My heart skipped a beat. I'm dying, I thought. "You don't have a soulmate, because your soul has been deteriorating your entire life. It's undetectable, until your clocks stops. Take a look at your clock now, Ana."

I looked down slowly, pulling my sleeve up. The numbers are fading, like the battery's dying. The battery is dying. I am the battery. I am dying. I look at the doctor.

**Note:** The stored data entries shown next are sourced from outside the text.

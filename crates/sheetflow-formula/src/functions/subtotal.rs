//! SUBTOTAL: aggregate a range while skipping nested subtotal results
//!
//! `SUBTOTAL(code, ref1, ...)` aggregates its references with the function
//! selected by `code`, excluding any cell whose own formula is a live
//! SUBTOTAL output. The exclusion is what makes stacked subtotal rows sum
//! correctly without double counting. Exclusion is single-level: a skipped
//! cell's inputs are not themselves inspected.

use super::math;
use crate::ast::FormulaExpr;
use crate::evaluator::{evaluate, EvaluationContext, FormulaValue};
use sheetflow_core::CellError;

/// Aggregation codes in the classic SUBTOTAL numbering
const CODE_AVERAGE: i64 = 1;
const CODE_COUNT: i64 = 2;
const CODE_COUNTA: i64 = 3;
const CODE_PRODUCT: i64 = 6;
const CODE_SUM: i64 = 9;

/// Evaluate a SUBTOTAL call. Arguments arrive unevaluated because the
/// aggregation needs cell addresses, not just values, to apply the
/// nested-subtotal exclusion.
pub fn eval(args: &[FormulaExpr], ctx: &EvaluationContext) -> FormulaValue {
    if args.len() < 2 {
        return FormulaValue::Error(CellError::Value);
    }
    let code = match evaluate(&args[0], ctx) {
        FormulaValue::Error(e) => return FormulaValue::Error(e),
        value => match value.coerce_number() {
            Some(n) if n.fract() == 0.0 => n as i64,
            _ => return FormulaValue::Error(CellError::Value),
        },
    };

    let mut values = Vec::new();
    for arg in &args[1..] {
        match arg {
            FormulaExpr::RangeRef(r) => {
                let sheet = r.sheet.as_deref();
                for addr in r.range.cells() {
                    if ctx.is_subtotal(sheet, addr.row, addr.col) {
                        continue;
                    }
                    values.push(ctx.cell(sheet, addr.row, addr.col));
                }
            }
            FormulaExpr::CellRef(r) => {
                let sheet = r.sheet.as_deref();
                if !ctx.is_subtotal(sheet, r.address.row, r.address.col) {
                    values.push(ctx.cell(sheet, r.address.row, r.address.col));
                }
            }
            // SUBTOTAL aggregates references, not computed scalars
            _ => return FormulaValue::Error(CellError::Value),
        }
    }

    let collected = FormulaValue::Array(vec![values]);
    match code {
        CODE_AVERAGE => math::average(&[collected]),
        CODE_COUNT => math::count(&[collected]),
        CODE_COUNTA => math::count_a(&[collected]),
        CODE_PRODUCT => math::product(&[collected]),
        CODE_SUM => math::sum(&[collected]),
        _ => FormulaValue::Error(CellError::Value),
    }
}

#[cfg(test)]
mod tests {
    use super::*;
    use crate::evaluator::CellResolver;
    use crate::locale::Locale;
    use crate::parser::parse_formula;
    use pretty_assertions::assert_eq;

    /// A fixed column of values, with some rows flagged as subtotal cells
    struct ColumnResolver {
        values: Vec<FormulaValue>,
        subtotal_rows: Vec<u32>,
    }

    impl CellResolver for ColumnResolver {
        fn cell_value(&self, _sheet: Option<&str>, row: u32, _col: u16) -> FormulaValue {
            self.values
                .get(row as usize)
                .cloned()
                .unwrap_or(FormulaValue::Empty)
        }

        fn is_subtotal_cell(&self, _sheet: Option<&str>, row: u32, _col: u16) -> bool {
            self.subtotal_rows.contains(&row)
        }
    }

    fn eval_with(resolver: &ColumnResolver, formula: &str) -> FormulaValue {
        let ast = parse_formula(formula, &Locale::PERIOD_DECIMAL).unwrap();
        evaluate(&ast, &EvaluationContext::new(resolver))
    }

    #[test]
    fn test_subtotal_sum_excludes_nested_subtotals() {
        // A1=10, A2=20, A3=SUBTOTAL(9,A1:A2)=30, A4=30, A5=40
        // SUBTOTAL(9,A1:A5) = 10+20+30+40 = 100, excluding A3's own 30
        let resolver = ColumnResolver {
            values: vec![
                FormulaValue::Number(10.0),
                FormulaValue::Number(20.0),
                FormulaValue::Number(30.0),
                FormulaValue::Number(30.0),
                FormulaValue::Number(40.0),
            ],
            subtotal_rows: vec![2],
        };

        assert_eq!(
            eval_with(&resolver, "=SUBTOTAL(9,A1:A5)"),
            FormulaValue::Number(100.0)
        );
    }

    #[test]
    fn test_subtotal_codes() {
        let resolver = ColumnResolver {
            values: vec![
                FormulaValue::Number(2.0),
                FormulaValue::Number(4.0),
                FormulaValue::Text("label".into()),
            ],
            subtotal_rows: vec![],
        };

        assert_eq!(
            eval_with(&resolver, "=SUBTOTAL(9,A1:A3)"),
            FormulaValue::Number(6.0)
        );
        assert_eq!(
            eval_with(&resolver, "=SUBTOTAL(1,A1:A3)"),
            FormulaValue::Number(3.0)
        );
        assert_eq!(
            eval_with(&resolver, "=SUBTOTAL(2,A1:A3)"),
            FormulaValue::Number(2.0)
        );
        assert_eq!(
            eval_with(&resolver, "=SUBTOTAL(3,A1:A3)"),
            FormulaValue::Number(3.0)
        );
        assert_eq!(
            eval_with(&resolver, "=SUBTOTAL(6,A1:A2)"),
            FormulaValue::Number(8.0)
        );
    }

    #[test]
    fn test_subtotal_rejects_bad_code_and_args() {
        let resolver = ColumnResolver {
            values: vec![FormulaValue::Number(1.0)],
            subtotal_rows: vec![],
        };
        assert_eq!(
            eval_with(&resolver, "=SUBTOTAL(7,A1:A1)"),
            FormulaValue::Error(CellError::Value)
        );
        assert_eq!(
            eval_with(&resolver, "=SUBTOTAL(9,5)"),
            FormulaValue::Error(CellError::Value)
        );
    }
}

"It won't be long now. You can't live very long without your clock running. Once a person finds their soulmate, the clock keeps track of how long they've been together. The clock's like a heartbeat. Keeping you alive each second. You won't feel pain, it'll be like going to sleep. Come with me, let's get you comfortable." I followed the doctor down the hallway, to a room with a bed and small lamp. I slowly, numbly took off my shoes and laid down it the bed. The doctor left.

I felt myself getting tired. Maybe he was right. Maybe it wouldn't hurt. I was on the verge of death and I felt okay. I laid there quietly until I felt a pain inside my chest. It felt like a knife plunging into my heart followed by the wound exploding in flames. My body was enveloped in the excruciating pain and knives and flames traveled my body, tearing my soul from my body. I blacked out after 3 minutes. My heart stopped after 4.